Whole genome sequencing (WGS) is a method that analyzes entire genomic DNA and provides a detailed picture of all genes, regulators, and genetic variability. With the help of next-generation sequencing, we can sequence the entire genome with high throughput and accuracy, reading all the nucleotides. This technique is fundamental for mapping genetic differences and mutations between individuals.

Using 16S rRNA, ITS and shotgun sequencing techniques, we can identify the composition of microbial communities. The 16S rRNA and ITS sequences can be used in a targeted manner to identify bacteria and fungi at the species level, while shotgun sequencing identifies the genome of the entire microbiome. The determination of microbial composition is important in applications and certifications related to diseases, food safety and environmental research.

When studying the activity of genes, exome and transcriptome sequencing can be used to measure gene expression and mutations. Exome sequencing targets only all coding regions, while transcriptomic sequencing focuses on sequencing mRNAs, allowing the study of gene expression levels and alternative splicing events. These techniques are key to describing functional genomic processes.

Amplicon sequencing is a targeted sequencing method in which the desired gene regions are enlarged by PCR amplification and then sequenced.
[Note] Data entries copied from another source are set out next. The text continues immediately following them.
//! In-memory adapters for deterministic tests.

mod tracker;

pub use tracker::{InMemoryTaskTracker, TrackerCall};
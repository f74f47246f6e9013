//! Task comment templates.

use super::{LinkingDomainError, PullRequest};
use minijinja::Environment;
use serde_json::{Map, Value};

/// Template for the comment posted on every linked task.
///
/// A template containing `{{` is rendered with `minijinja`, exposing
/// `pull_request.url`, `pull_request.number` and `pull_request.title`. Any
/// other template gets the pull request URL appended after a single space.
///
/// # Examples
///
///     use asana_pr_linker::linking::domain::{CommentTemplate, PullRequest};
///
///     let pr = PullRequest::new("https://github.com/acme/web/pull/7", "");
///     let plain = CommentTemplate::new("Linked PR:");
///     assert_eq!(
///         plain.render(&pr).expect("render").as_deref(),
///         Some("Linked PR: https://github.com/acme/web/pull/7"),
///     );
///
///     let templated = CommentTemplate::new("PR {{ pull_request.url }} opened");
///     assert_eq!(
///         templated.render(&pr).expect("render").as_deref(),
///         Some("PR https://github.com/acme/web/pull/7 opened"),
///     );
#[derive(Debug, Clone, PartialEq, Eq, Default)]
pub struct CommentTemplate(String);

impl CommentTemplate {
    /// Wraps a raw template string.
    #[must_use]
    pub fn new(template: impl Into<String>) -> Self {
        Self(template.into())
    }

    /// Returns `true` when no comment should be posted.
    #[must_use]
    pub fn is_empty(&self) -> bool {
        self.0.trim().is_empty()
    }

    /// Renders the final comment text for a pull request.
    ///
    /// Returns `Ok(None)` for an empty template.
    ///
    /// # Errors
    ///
    /// Returns [`LinkingDomainError::TemplateRender`] when a `minijinja`
    /// template fails to parse or render.
    pub fn render(&self, pull_request: &PullRequest) -> Result<Option<String>, LinkingDomainError> {
        if self.is_empty() {
            return Ok(None);
        }
        if !self.0.contains("{{") {
            return Ok(Some(format!("{} {}", self.0, pull_request.url())));
        }

        let environment = Environment::new();
        environment
            .render_str(&self.0, build_template_context(pull_request))
            .map(Some)
            .map_err(|err| LinkingDomainError::TemplateRender(err.to_string()))
    }
}

fn build_template_context(pull_request: &PullRequest) -> Map<String, Value> {
    let mut pr = Map::new();
    pr.insert("url".to_owned(), Value::String(pull_request.url().to_owned()));
    pr.insert(
        "number".to_owned(),
        pull_request.number().map_or(Value::Null, Value::from),
    );
    pr.insert(
        "title".to_owned(),
        pull_request
            .title()
            .map_or(Value::Null, |title| Value::String(title.to_owned())),
    );

    let mut context = Map::new();
    context.insert("pull_request".to_owned(), Value::Object(pr));
    context
}
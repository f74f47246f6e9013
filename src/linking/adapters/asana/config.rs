//! Explicit configuration for [`super::AsanaClient`].

use std::collections::BTreeSet;
use std::fmt;
use std::time::Duration;

/// Default Asana REST API root.
pub const DEFAULT_API_BASE: &str = "https://app.asana.com/api/1.0";

/// Task fields requested by default when reading memberships.
pub const DEFAULT_TASK_OPT_FIELDS: [&str; 2] =
    ["memberships.project.name", "memberships.section.name"];

/// Asana personal access token.
///
/// The value never appears in `Debug` output.
#[derive(Clone, PartialEq, Eq)]
pub struct AsanaToken(String);

impl AsanaToken {
    /// Wraps a token, returning `None` when it is blank.
    #[must_use]
    pub fn new(value: impl Into<String>) -> Option<Self> {
        let raw = value.into();
        let trimmed = raw.trim();
        (!trimmed.is_empty()).then(|| Self(trimmed.to_owned()))
    }

    /// Exposes the secret for building the authorization header.
    #[must_use]
    pub fn expose(&self) -> &str {
        &self.0
    }
}

impl fmt::Debug for AsanaToken {
    fn fmt(&self, f: &mut fmt::Formatter<'_>) -> fmt::Result {
        f.write_str("AsanaToken(<redacted>)")
    }
}

/// Connection, retry and field-selection settings for the Asana client.
#[derive(Debug, Clone, PartialEq, Eq)]
pub struct AsanaClientConfig {
    api_base: String,
    token: AsanaToken,
    request_timeout: Duration,
    retry_max_attempts: usize,
    retry_base_delay: Duration,
    opt_fields: BTreeSet<String>,
}

impl AsanaClientConfig {
    /// Creates a configuration with default endpoint, timeout and retries.
    #[must_use]
    pub fn new(token: AsanaToken) -> Self {
        Self {
            api_base: DEFAULT_API_BASE.to_owned(),
            token,
            request_timeout: Duration::from_secs(10),
            retry_max_attempts: 3,
            retry_base_delay: Duration::from_millis(500),
            opt_fields: DEFAULT_TASK_OPT_FIELDS
                .iter()
                .map(|field| (*field).to_owned())
                .collect(),
        }
    }

    /// Overrides the API root; a trailing slash is ignored.
    #[must_use]
    pub fn with_api_base(mut self, api_base: impl Into<String>) -> Self {
        self.api_base = api_base.into().trim_end_matches('/').to_owned();
        self
    }

    /// Sets the per-request timeout. Zero is raised to one millisecond.
    #[must_use]
    pub fn with_request_timeout(mut self, timeout: Duration) -> Self {
        self.request_timeout = timeout.max(Duration::from_millis(1));
        self
    }

    /// Sets the retry budget. At least one attempt is always made.
    #[must_use]
    pub fn with_retry(mut self, max_attempts: usize, base_delay: Duration) -> Self {
        self.retry_max_attempts = max_attempts.max(1);
        self.retry_base_delay = base_delay;
        self
    }

    /// Replaces the task fields requested by `get_task`.
    ///
    /// Blank entries are dropped; an empty set restores the defaults.
    #[must_use]
    pub fn with_opt_fields<I, S>(mut self, fields: I) -> Self
    where
        I: IntoIterator<Item = S>,
        S: AsRef<str>,
    {
        let selected: BTreeSet<String> = fields
            .into_iter()
            .map(|field| field.as_ref().trim().to_owned())
            .filter(|field| !field.is_empty())
            .collect();
        if !selected.is_empty() {
            self.opt_fields = selected;
        }
        self
    }

    /// Returns the API root without trailing slash.
    #[must_use]
    pub fn api_base(&self) -> &str {
        &self.api_base
    }

    /// Returns the access token.
    #[must_use]
    pub const fn token(&self) -> &AsanaToken {
        &self.token
    }

    /// Returns the per-request timeout.
    #[must_use]
    pub const fn request_timeout(&self) -> Duration {
        self.request_timeout
    }

    /// Returns the maximum attempts per call.
    #[must_use]
    pub const fn retry_max_attempts(&self) -> usize {
        self.retry_max_attempts
    }

    /// Returns the base backoff delay.
    #[must_use]
    pub const fn retry_base_delay(&self) -> Duration {
        self.retry_base_delay
    }

    /// Returns the task fields requested by `get_task`.
    #[must_use]
    pub const fn opt_fields(&self) -> &BTreeSet<String> {
        &self.opt_fields
    }
}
The method allows for the detailed examination of low prevalence or difficult-to-detect variations, mutations, or microbial communities. Amplicon sequencing is a fast and cost-effective way to answer specific genomic questions.

Bioinformatics analyzes the data generated by next-generation sequencing to provide reliable and reproducible results from raw sequence data that can be traced back to biological interpretation. During the analysis, quality control, sequence aggregation, and variant detection are performed with the help of an algorithm applied by bioinformatics software. Bioinformatics methods ensure the interpretation and applicability of genomic data.